Machine learning is the most ideal choice for not only the financial technology domain, which algorithmic trading is a part of, but also for other industries such as healthcare, retail, education, etc.
Alan Turing, an English mathematician, computer scientist, logician, and cryptanalyst, surmised about machines that, “It would be like a pupil who had learnt much from his master but had added much more by his own work. When this happens I feel that one is obliged to regard the machine as showing intelligence."
This blog is a comprehensive guide to help you understand the basic logic behind some popular and incredibly resourceful machine learning algorithms for beginners used by the trading community, this blog is your one stop shop.
These machine learning algorithms for beginners also serve as the foundation stone for creating some of the best algorithms.
This blog covers the following:
- Machine learning in brief
- Types of machine learning algorithms
- Top 10 machine learning algorithms for beginners
- Honourable mentions
- How to choose the machine learning algorithm?
Machine learning in brief
Machine learning, as the name suggests, is the ability of a machine to learn, even without programming it explicitly. It is a type of Artificial Intelligence which is based on algorithms to detect patterns in data and adjust the program actions accordingly.
Let us understand the machine learning concept with an example.
It is well known that Facebook’s News feed personalised each of its members’ feed using artificial intelligence or let us say machine learning. The software uses statistical and predictive analytics to identify patterns in the user’s data and uses it to populate the user’s Newsfeed.
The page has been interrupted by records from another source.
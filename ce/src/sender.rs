//! Targeted sender extraction.
//!
//! Sender names are colored while the message body is white, and the two often
//! abut with no gap the full-frame pass preserves. Re-isolating just the
//! colored pixels in a narrow left-side band of the line and recognizing that
//! small crop on its own is far more accurate than parsing the name out of the
//! combined line text.

use std::sync::LazyLock;

use anyhow::Result;
use image::{GrayImage, Luma};
use regex::Regex;

use crate::denoise;
use crate::image::OwnedImage;
use crate::lines::TextLine;
use crate::mask;
use crate::ocr::Recognizer;
use crate::tuning::Tuning;

/// Characters plausible in a player handle; everything else is recognizer noise.
static ALLOWED: LazyLock<Regex> = LazyLock::new(|| Regex::new(r"[^\w \-\.\[\]]").unwrap());

/// Try to read a colored sender name for one reconstructed line.
///
/// `None` is a valid outcome: system lines and tag-only lines have no sender.
pub fn extract(
    frame: &OwnedImage,
    line: &TextLine,
    tuning: &Tuning,
    recognizer: &dyn Recognizer,
) -> Result<Option<String>> {
    let view = frame.as_image();

    let y0 = line.y_min.saturating_sub(tuning.sender_margin);
    let y1 = (line.y_max + tuning.sender_margin).min(view.height());
    if y1 <= y0 {
        return Ok(None);
    }

    // Names always precede the message on the same line.
    let band_w = ((view.width() as f32 * tuning.sender_left_fraction) as u32).max(1);
    let band = view.sub_image(0, y0, band_w, y1 - y0);

    let colored = mask::player_mask(band, tuning);
    let shadow = denoise::shadow_field(band, tuning);

    let (_, blobs) = denoise::label_blobs(&colored);
    let valid: Vec<_> = blobs
        .into_iter()
        .filter(|b| b.area >= tuning.min_blob_area && b.bounds.h <= tuning.max_glyph_height)
        .filter(|b| denoise::touches_shadow(&shadow, b.bounds))
        .collect();
    if valid.is_empty() {
        return Ok(None);
    }

    let x_min = valid.iter().map(|b| b.bounds.x).min().unwrap_or(0);
    let x_max = valid
        .iter()
        .map(|b| b.bounds.right())
        .max()
        .unwrap_or(band.width());
    let y_min = valid.iter().map(|b| b.bounds.y).min().unwrap_or(0);
    let y_max = valid
        .iter()
        .map(|b| b.bounds.bottom())
        .max()
        .unwrap_or(band.height());

    // Tight crop, inverted to dark text on a light background with a border;
    // recognizers handle that far better than sparse white-on-black pixels.
    let pad = tuning.sender_pad;
    let crop_w = x_max - x_min + pad * 2;
    let crop_h = y_max - y_min + pad * 2;
    let mut crop = GrayImage::from_pixel(crop_w, crop_h, Luma([255]));
    for y in y_min..y_max {
        for x in x_min..x_max {
            if colored.get_pixel(x, y).0[0] > 0 {
                crop.put_pixel(x - x_min + pad, y - y_min + pad, Luma([0]));
            }
        }
    }

    let text = recognizer.line(&crop)?;
    let name = sanitize(&text);
    if name.chars().count() < 2 {
        return Ok(None);
    }
    Ok(Some(name))
}

fn sanitize(text: &str) -> String {
    ALLOWED.replace_all(text, "").trim().to_string()
}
If a user reads and comments on a particular friend’s posts then the news feed will be designed in a way that more activities of that particular friend will be visible to the user in his feed. The advertisements are also shown in the feed according to the data based on the user’s interests, likes, and comments on Facebook pages.
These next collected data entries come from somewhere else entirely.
//! Heuristic chat-line parsing.
//!
//! A reconstructed line is split into {tag, sender, message}. Upstream text is
//! unreliable (dropped delimiters, stray glyphs, wrapped lines), so every
//! branch here has a fallback that treats ambiguous text as a bare message;
//! parsing never fails.
//!
//! Precedence for sender extraction is fixed and total:
//! 1. colon/semicolon delimiter near the start of the line,
//! 2. first token already known to the sender registry,
//! 3. first token after a recognized tag,
//! 4. no sender.

use std::collections::VecDeque;
use std::sync::LazyLock;

use regex::Regex;

/// One structured chat message.
///
/// `translated` is filled by an external collaborator after parsing.
#[derive(Debug, Clone, Default, PartialEq, Eq, serde::Serialize)]
pub struct ParsedMessage {
    pub tag: Option<String>,
    pub sender: Option<String>,
    pub message: String,
    pub translated: String,
}

/// Session-scoped memory of player names seen in earlier snapshots.
///
/// Bounded: once full, the least recently added name is evicted so recently
/// active senders survive the cap. Lookup is case-insensitive; names are
/// stored lowercased.
#[derive(Debug, Clone)]
pub struct SenderRegistry {
    names: VecDeque<String>,
    capacity: usize,
}

impl Default for SenderRegistry {
    fn default() -> Self {
        Self::with_capacity(100)
    }
}

impl SenderRegistry {
    pub fn with_capacity(capacity: usize) -> Self {
        Self {
            names: VecDeque::with_capacity(capacity),
            capacity: capacity.max(1),
        }
    }

    pub fn insert(&mut self, name: &str) {
        let key = name.to_lowercase();
        if self.names.contains(&key) {
            return;
        }
        if self.names.len() >= self.capacity {
            self.names.pop_front();
        }
        self.names.push_back(key);
    }

    pub fn contains(&self, name: &str) -> bool {
        let key = name.to_lowercase();
        self.names.iter().any(|n| *n == key)
    }

    pub fn len(&self) -> usize {
        self.names.len()
    }

    pub fn is_empty(&self) -> bool {
        self.names.is_empty()
    }
}

/// Channel tags rendered by the chat overlay, optionally bracketed. The match
/// may start a little into the line to tolerate leading recognizer noise.
static TAG_RE: LazyLock<Regex> = LazyLock::new(|| {
    Regex::new(r"(?i)[\[\(\{]?\s*\b(allies|team|all|party|squelch\w*)\b\s*[\]\)\}:]?").unwrap()
});

/// How far into the line a tag or sender delimiter may appear.
const TAG_SEARCH_LIMIT: usize = 18;
const DELIMITER_SEARCH_LIMIT: usize = 28;
/// Sender echoes from the color pass span at most this many leading words.
const ECHO_WORD_LIMIT: usize = 4;

/// Parse one raw line and append the result to `out`.
///
/// A line with neither tag nor sender continues the previous message (the
/// recognizer wraps long messages) instead of producing a new record.
/// `color_sender` is the name found by the independent color-isolation pass,
/// when there was one.
pub fn push_line(
    out: &mut Vec<ParsedMessage>,
    raw: &str,
    color_sender: Option<String>,
    registry: &mut SenderRegistry,
) {
    let raw = raw.trim();
    if raw.is_empty() {
        return;
    }

    let (tag, rest) = extract_tag(raw);

    let (sender, message) = match color_sender {
        // The color pass already isolated the name; the line text may still
        // echo it, so strip the duplicate words.
        Some(name) => {
            let message = strip_name_echo(rest, &name);
            (Some(name), message)
        }
        None => extract_sender(rest, tag.is_some(), registry),
    };

    if let Some(ref name) = sender {
        if name.chars().count() > 2 {
            registry.insert(name);
        }
    }

    let message = clean_message(&message);

    if tag.is_none() && sender.is_none() {
        if let Some(prev) = out.last_mut() {
            if prev.tag.is_some() || prev.sender.is_some() {
                if !message.is_empty() {
                    if !prev.message.is_empty() {
                        prev.message.push(' ');
                    }
                    prev.message.push_str(&message);
                }
                return;
            }
        }
    }

    if message.is_empty() && tag.is_none() && sender.is_none() {
        return;
    }

    out.push(ParsedMessage {
        tag,
        sender,
        message,
        translated: String::new(),
    });
}

/// Find a channel tag near the start of the line. Returns the capitalized tag
/// and the working text with the tag span (and anything before it) removed.
fn extract_tag(raw: &str) -> (Option<String>, &str) {
    let Some(caps) = TAG_RE.captures(raw) else {
        return (None, raw);
    };
    let Some(whole) = caps.get(0) else {
        return (None, raw);
    };
    if whole.start() > TAG_SEARCH_LIMIT {
        return (None, raw);
    }

    let tag = capitalize(caps.get(1).map_or("", |m| m.as_str()));
    (Some(tag), raw[whole.end()..].trim_start())
}

fn capitalize(word: &str) -> String {
    let lower = word.to_lowercase();
    let mut chars = lower.chars();
    match chars.next() {
        Some(first) => first.to_uppercase().chain(chars).collect(),
        None => String::new(),
    }
}

fn has_word_char(s: &str) -> bool {
    s.chars().any(|c| c.is_alphanumeric() || c == '_')
}

fn extract_sender(
    text: &str,
    has_tag: bool,
    registry: &SenderRegistry,
) -> (Option<String>, String) {
    // (1) Explicit delimiter near the start of the line.
    let delimiter = text
        .char_indices()
        .take(DELIMITER_SEARCH_LIMIT)
        .find(|&(_, c)| c == ':' || c == ';');
    if let Some((idx, _)) = delimiter {
        let (left, right) = text.split_at(idx);
        let left = left.trim();
        let len = left.chars().count();
        if (1..=30).contains(&len) && has_word_char(left) {
            return (Some(left.to_string()), right[1..].trim().to_string());
        }
    }

    let mut tokens = text.split_whitespace();
    let Some(first) = tokens.next() else {
        return (None, text.to_string());
    };
    let rest = || tokens.clone().collect::<Vec<_>>().join(" ");

    // (2) First token already known from earlier snapshots.
    let stripped = first.trim_end_matches(|c: char| !(c.is_alphanumeric() || c == '_'));
    if !stripped.is_empty() && registry.contains(stripped) {
        return (Some(stripped.to_string()), rest());
    }

    // (3) After a tag, a leading bare word is far more likely a name than noise.
    if has_tag {
        let len = first.chars().count();
        if tokens.clone().next().is_some() && (1..=20).contains(&len) && has_word_char(first) {
            return (Some(stripped.to_string()), rest());
        }
    }

    (None, text.to_string())
}

/// Remove leading message words that duplicate the color-pass sender name.
///
/// Both passes can capture the same glyphs; a fuzzy containment check against
/// name fragments longer than 2 characters strips the echo.
fn strip_name_echo(text: &str, name: &str) -> String {
    let fragments: Vec<String> = name
        .split(|c: char| !(c.is_alphanumeric() || c == '_'))
        .filter(|f| f.chars().count() > 2)
        .map(|f| f.to_lowercase())
        .collect();
    if fragments.is_empty() {
        return text.to_string();
    }

    let words: Vec<&str> = text.split_whitespace().collect();
    let mut skip = 0;
    for word in words.iter().take(ECHO_WORD_LIMIT) {
        let bare = word
            .trim_matches(|c: char| !(c.is_alphanumeric() || c == '_'))
            .to_lowercase();
        let matched = !bare.is_empty()
            && fragments
                .iter()
                .any(|f| f.contains(bare.as_str()) || bare.contains(f.as_str()));
        if !matched {
            break;
        }
        skip += 1;
    }

    words[skip..].join(" ")
}

/// Strip leading stray punctuation left over from recognition; collapse
/// residue with no alphanumeric content to the empty string.
fn clean_message(message: &str) -> String {
    const STRAY: &[char] = &[
        ':', ';', ',', '.', '!', '?', '|', '/', '\\', '-', '_', '~', '^', '\'', '"', '`', ']', ')',
        '}', '>', '*', '=',
    ];
    let trimmed = message.trim_start_matches(|c: char| c.is_whitespace() || STRAY.contains(&c));
    let trimmed = trimmed.trim();

    if trimmed.chars().count() < 2 && !trimmed.chars().any(char::is_alphanumeric) {
        return String::new();
    }
    trimmed.to_string()
}

#[cfg(test)]
mod tests {
    use super::*;

    fn parse_one(raw: &str, registry: &mut SenderRegistry) -> Vec<ParsedMessage> {
        let mut out = Vec::new();
        push_line(&mut out, raw, None, registry);
        out
    }

    #[test]
    fn tagged_line_with_delimiter() {
        let mut registry = SenderRegistry::default();
        let out = parse_one("[Allies] Bob: hello there", &mut registry);

        assert_eq!(out.len(), 1);
        assert_eq!(out[0].tag.as_deref(), Some("Allies"));
        assert_eq!(out[0].sender.as_deref(), Some("Bob"));
        assert_eq!(out[0].message, "hello there");
        assert!(registry.contains("bob"));
    }

    #[test]
    fn untagged_line_with_delimiter() {
        let mut registry = SenderRegistry::default();
        let out = parse_one("Bob: hello", &mut registry);

        assert_eq!(out.len(), 1);
        assert_eq!(out[0].tag, None);
        assert_eq!(out[0].sender.as_deref(), Some("Bob"));
        assert_eq!(out[0].message, "hello");
    }

    #[test]
    fn registered_sender_is_recognized_without_delimiter() {
        let mut registry = SenderRegistry::default();
        registry.insert("Bob");
        let out = parse_one("Bob hello there", &mut registry);

        assert_eq!(out.len(), 1);
        assert_eq!(out[0].sender.as_deref(), Some("Bob"));
        assert_eq!(out[0].message, "hello there");
    }

    #[test]
    fn tag_makes_leading_bare_word_a_sender() {
        let mut registry = SenderRegistry::default();
        let out = parse_one("[Team] Alice gg wp", &mut registry);

        assert_eq!(out[0].tag.as_deref(), Some("Team"));
        assert_eq!(out[0].sender.as_deref(), Some("Alice"));
        assert_eq!(out[0].message, "gg wp");
        assert!(registry.contains("alice"));
    }

    #[test]
    fn bare_line_is_a_message_without_sender() {
        let mut registry = SenderRegistry::default();
        let out = parse_one("hello there", &mut registry);

        assert_eq!(out.len(), 1);
        assert_eq!(out[0].tag, None);
        assert_eq!(out[0].sender, None);
        assert_eq!(out[0].message, "hello there");
    }

    #[test]
    fn continuation_merges_into_previous_message() {
        let mut registry = SenderRegistry::default();
        let mut out = Vec::new();
        push_line(&mut out, "Bob: hello there", None, &mut registry);
        push_line(&mut out, "more text", None, &mut registry);

        assert_eq!(out.len(), 1);
        assert_eq!(out[0].message, "hello there more text");
    }

    #[test]
    fn no_merge_when_previous_had_neither_tag_nor_sender() {
        let mut registry = SenderRegistry::default();
        let mut out = Vec::new();
        push_line(&mut out, "loose noise line", None, &mut registry);
        push_line(&mut out, "another one", None, &mut registry);

        assert_eq!(out.len(), 2);
    }

    #[test]
    fn color_pass_sender_echo_is_stripped() {
        let mut registry = SenderRegistry::default();
        let mut out = Vec::new();
        push_line(
            &mut out,
            "[All] Windrunner : top rune",
            Some("Windrunner".to_string()),
            &mut registry,
        );

        assert_eq!(out[0].tag.as_deref(), Some("All"));
        assert_eq!(out[0].sender.as_deref(), Some("Windrunner"));
        assert_eq!(out[0].message, "top rune");
    }

    #[test]
    fn squelched_tag_variant_is_capitalized() {
        let mut registry = SenderRegistry::default();
        let out = parse_one("(squelched) Bob: gl", &mut registry);

        assert_eq!(out[0].tag.as_deref(), Some("Squelched"));
        assert_eq!(out[0].sender.as_deref(), Some("Bob"));
    }

    #[test]
    fn leading_noise_before_tag_is_discarded() {
        let mut registry = SenderRegistry::default();
        let out = parse_one("~| [Allies] Bob: mid missing", &mut registry);

        assert_eq!(out[0].tag.as_deref(), Some("Allies"));
        assert_eq!(out[0].sender.as_deref(), Some("Bob"));
        assert_eq!(out[0].message, "mid missing");
    }

    #[test]
    fn short_symbol_residue_becomes_no_record() {
        let mut registry = SenderRegistry::default();
        let out = parse_one(".", &mut registry);
        assert!(out.is_empty());
    }

    #[test]
    fn registry_evicts_oldest_past_capacity() {
        let mut registry = SenderRegistry::default();
        for i in 0..101 {
            registry.insert(&format!("player{i}"));
        }

        assert_eq!(registry.len(), 100);
        assert!(!registry.contains("player0"));
        assert!(registry.contains("player1"));
        assert!(registry.contains("player100"));
    }

    #[test]
    fn registry_lookup_is_case_insensitive_and_deduplicated() {
        let mut registry = SenderRegistry::default();
        registry.insert("Bob");
        registry.insert("BOB");

        assert_eq!(registry.len(), 1);
        assert!(registry.contains("bOb"));
    }
}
Components of machine learning algorithms
2. Evaluation: It is the way to evaluate programs. It involves accuracy, probability, squared error, margin, and others.
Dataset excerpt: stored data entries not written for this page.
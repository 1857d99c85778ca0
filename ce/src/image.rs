//! Image primitives and utilities.
//!
//! The project uses a lightweight owned RGB image type (`OwnedImage`) that is
//! optimized for repeated cropping of screen captures.
//!
//! For many operations we borrow a view (`Image<'a>`) instead of copying
//! pixels. This keeps the vision pipeline fast while still allowing easy
//! conversion to owned images when needed (upscaling, debug snapshots, etc.).

use anyhow::{Context, Result};

/// Owned RGB image (no alpha).
#[derive(Clone, Debug)]
pub struct OwnedImage {
    width: u32,
    height: u32,
    data: Vec<Color>,
}

impl OwnedImage {
    /// Build an `OwnedImage` from RGBA bytes (alpha is discarded).
    ///
    /// The buffer is expected to be tightly packed: `width * height * 4` bytes.
    pub fn from_rgba(width: usize, bytes: &[u8]) -> Self {
        let height = bytes.len() / width / 4;
        let data = bytes
            .chunks_exact(4)
            .map(|v| Color::new(v[0], v[1], v[2]))
            .collect::<Vec<_>>();

        Self {
            width: width as u32,
            height: height as u32,
            data,
        }
    }

    #[inline(always)]
    pub fn width(&self) -> u32 {
        self.width
    }

    #[inline(always)]
    pub fn height(&self) -> u32 {
        self.height
    }

    /// Enlarge this image by an integer factor.
    ///
    /// Chat overlay fonts are small; recognizers need more pixel density than
    /// the raw capture provides. All downstream pixel coordinates are in the
    /// enlarged space.
    ///
    /// Uses `fast_image_resize` (SIMD-optimized) and keeps output in `Vec<Color>`.
    pub fn upscale(&mut self, factor: u32) {
        if factor <= 1 || self.width == 0 || self.height == 0 {
            return;
        }

        let width = self.width * factor;
        let height = self.height * factor;

        // SAFETY: `Color` is `#[repr(C)]` with 3 x `u8`, so it is layout-compatible
        // with `fast_image_resize::pixels::U8x3` (alignment 1).
        let src_pixels = unsafe {
            std::slice::from_raw_parts(
                self.data.as_ptr() as *const fast_image_resize::pixels::U8x3,
                self.data.len(),
            )
        };

        let src = fast_image_resize::images::ImageRef::from_pixels(self.width, self.height, src_pixels)
            .expect("fast_image_resize: ImageRef::from_pixels failed");

        let mut dst = fast_image_resize::images::Image::new(width, height, fast_image_resize::PixelType::U8x3);

        let mut resizer = fast_image_resize::Resizer::new();
        let options = fast_image_resize::ResizeOptions::new().resize_alg(
            fast_image_resize::ResizeAlg::Interpolation(fast_image_resize::FilterType::CatmullRom),
        );

        resizer
            .resize(&src, &mut dst, &Some(options))
            .expect("fast_image_resize: resize failed");

        let bytes: Vec<u8> = dst.into_vec();
        let mut data = Vec::with_capacity((width * height) as usize);
        for px in bytes.chunks_exact(3) {
            data.push(Color::new(px[0], px[1], px[2]));
        }

        self.width = width;
        self.height = height;
        self.data = data;
    }

    #[inline]
    pub fn upscaled(mut self, factor: u32) -> Self {
        self.upscale(factor);
        self
    }

    /// Create a borrowed view of this entire image.
    pub fn as_image<'a>(&'a self) -> Image<'a> {
        Image {
            x1: 0,
            y1: 0,
            x2: self.width,
            y2: self.height,
            true_width: self.width,
            data: &self.data,
        }
    }
}

// ----------

/// Borrowed image view into an `OwnedImage`.
#[derive(Clone, Copy)]
pub struct Image<'a> {
    x1: u32,
    y1: u32,
    x2: u32,
    y2: u32,
    true_width: u32,
    data: &'a [Color],
}

impl<'a> Image<'a> {
    #[inline(always)]
    pub fn width(&self) -> u32 {
        self.x2 - self.x1
    }

    #[inline(always)]
    pub fn height(&self) -> u32 {
        self.y2 - self.y1
    }

    /// Pixel at view-relative coordinates.
    #[inline(always)]
    pub fn pixel(&self, x: u32, y: u32) -> Color {
        self.data[(self.x1 + x + (self.y1 + y) * self.true_width) as usize]
    }

    pub fn to_owned_image(self) -> OwnedImage {
        let mut data = Vec::with_capacity((self.width() * self.height()) as usize);
        for y in 0..self.height() {
            for x in 0..self.width() {
                data.push(self.pixel(x, y));
            }
        }

        OwnedImage {
            width: self.width(),
            height: self.height(),
            data,
        }
    }

    pub fn get_bytes(&self) -> Vec<u8> {
        let mut bytes = vec![0; (self.width() * self.height() * 3) as usize];
        let mut i = 0;
        for y in 0..self.height() {
            for x in 0..self.width() {
                let clr = self.pixel(x, y);
                bytes[i] = clr.r;
                bytes[i + 1] = clr.g;
                bytes[i + 2] = clr.b;
                i += 3;
            }
        }
        bytes
    }

    pub fn save_png<P: AsRef<std::path::Path>>(&self, path: P) -> Result<()> {
        let bytes = self.get_bytes();
        let img = image::RgbImage::from_raw(self.width(), self.height(), bytes)
            .context("RgbImage::from_raw failed")?;
        img.save_with_format(path, image::ImageFormat::Png)
            .context("save png")?;
        Ok(())
    }

    /// Create an arbitrary subimage (relative coordinates).
    pub fn sub_image(&self, x: u32, y: u32, width: u32, height: u32) -> Self {
        let x = x.min(self.width());
        let y = y.min(self.height());
        let width = width.min(self.width() - x);
        let height = height.min(self.height() - y);

        Self {
            x1: self.x1 + x,
            y1: self.y1 + y,
            x2: self.x1 + x + width,
            y2: self.y1 + y + height,
            true_width: self.true_width,
            data: self.data,
        }
    }
}

// ----------

/// Axis-aligned rectangle in image coordinates.
#[derive(Debug, Clone, Copy, PartialEq, Eq)]
pub struct Rect {
    pub x: u32,
    pub y: u32,
    pub w: u32,
    pub h: u32,
}

impl Rect {
    pub fn right(&self) -> u32 {
        self.x + self.w
    }
    pub fn bottom(&self) -> u32 {
        self.y + self.h
    }
    pub fn center_y(&self) -> u32 {
        self.y + self.h / 2
    }

    /// Horizontal gap between two rects (0 when they overlap horizontally).
    pub fn h_gap(&self, other: &Rect) -> u32 {
        let left = self.x.max(other.x);
        let right = self.right().min(other.right());
        left.saturating_sub(right)
    }

    /// Vertical gap between two rects (0 when they overlap vertically).
    pub fn v_gap(&self, other: &Rect) -> u32 {
        let top = self.y.max(other.y);
        let bottom = self.bottom().min(other.bottom());
        top.saturating_sub(bottom)
    }
}

// ----------

#[derive(Debug, Clone, Copy, Default, PartialEq, Eq, serde::Deserialize, serde::Serialize)]
#[repr(C)]
pub struct Color {
    pub r: u8,
    pub g: u8,
    pub b: u8,
}

/// Hue/saturation/value triple in OpenCV 8-bit convention:
/// hue in `0..180` (degrees halved), saturation and value in `0..=255`.
///
/// Keeping the OpenCV scale means the empirically tuned chat color bands carry
/// over without conversion.
#[derive(Debug, Clone, Copy, Default, PartialEq, Eq)]
pub struct Hsv {
    pub h: u8,
    pub s: u8,
    pub v: u8,
}

impl Color {
    pub const WHITE: Self = Self::new(255, 255, 255);
    pub const BLACK: Self = Self::new(0, 0, 0);

    #[inline]
    pub const fn new(r: u8, g: u8, b: u8) -> Self {
        Self { r, g, b }
    }

    /// Convert to HSV (OpenCV 8-bit convention, see [`Hsv`]).
    pub fn to_hsv(self) -> Hsv {
        let r = self.r as f32;
        let g = self.g as f32;
        let b = self.b as f32;

        let max = r.max(g).max(b);
        let min = r.min(g).min(b);
        let delta = max - min;

        let v = max;
        let s = if max == 0.0 { 0.0 } else { delta / max * 255.0 };

        let h = if delta == 0.0 {
            0.0
        } else if max == r {
            60.0 * ((g - b) / delta)
        } else if max == g {
            60.0 * ((b - r) / delta) + 120.0
        } else {
            60.0 * ((r - g) / delta) + 240.0
        };
        let h = if h < 0.0 { h + 360.0 } else { h };

        Hsv {
            h: ((h / 2.0).round() as u16 % 180) as u8,
            s: s.round() as u8,
            v: v.round() as u8,
        }
    }
}

#[cfg(test)]
mod tests {
    use super::*;

    fn rgba(width: u32, height: u32, color: Color) -> Vec<u8> {
        let mut bytes = Vec::with_capacity((width * height * 4) as usize);
        for _ in 0..width * height {
            bytes.extend_from_slice(&[color.r, color.g, color.b, 255]);
        }
        bytes
    }

    #[test]
    fn hsv_of_primaries() {
        assert_eq!(Color::new(255, 0, 0).to_hsv(), Hsv { h: 0, s: 255, v: 255 });
        assert_eq!(Color::new(0, 255, 0).to_hsv(), Hsv { h: 60, s: 255, v: 255 });
        assert_eq!(Color::new(0, 0, 255).to_hsv(), Hsv { h: 120, s: 255, v: 255 });
        assert_eq!(Color::WHITE.to_hsv(), Hsv { h: 0, s: 0, v: 255 });
        assert_eq!(Color::BLACK.to_hsv(), Hsv { h: 0, s: 0, v: 0 });
    }

    #[test]
    fn hsv_of_dota_blue() {
        // Player slot 1 blue, the most common sender color.
        let hsv = Color::new(51, 117, 255).to_hsv();
        assert!((105..=115).contains(&hsv.h), "hue {}", hsv.h);
        assert!(hsv.s > 150);
        assert!(hsv.v > 200);
    }

    #[test]
    fn upscale_doubles_dimensions() {
        let img = OwnedImage::from_rgba(4, &rgba(4, 3, Color::new(10, 20, 30)));
        let img = img.upscaled(2);
        assert_eq!(img.width(), 8);
        assert_eq!(img.height(), 6);
        assert_eq!(img.as_image().pixel(3, 3), Color::new(10, 20, 30));
    }

    #[test]
    fn sub_image_is_clamped_and_relative() {
        let mut bytes = rgba(4, 4, Color::BLACK);
        // Mark pixel (2, 1) white.
        let idx = (1 * 4 + 2) * 4;
        bytes[idx..idx + 3].copy_from_slice(&[255, 255, 255]);

        let img = OwnedImage::from_rgba(4, &bytes);
        let view = img.as_image().sub_image(2, 1, 10, 10);
        assert_eq!(view.width(), 2);
        assert_eq!(view.height(), 3);
        assert_eq!(view.pixel(0, 0), Color::WHITE);
    }
}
3. Optimization: It is the way programs are generated and it uses combinatorial optimization, convex optimization, and constrained optimization.
Types of machine learning algorithms
The types of machine learning algorithms are divided into 4 main categories, which are:
- Reinforcement learning
In supervised learning, the machine learns with the help of information provided manually. This information is imparted to the machine with the help of examples. The machine is fed the desired inputs and outputs manually. After learning from the fed information, the machine must find a method to determine how to arrive at those inputs and outputs.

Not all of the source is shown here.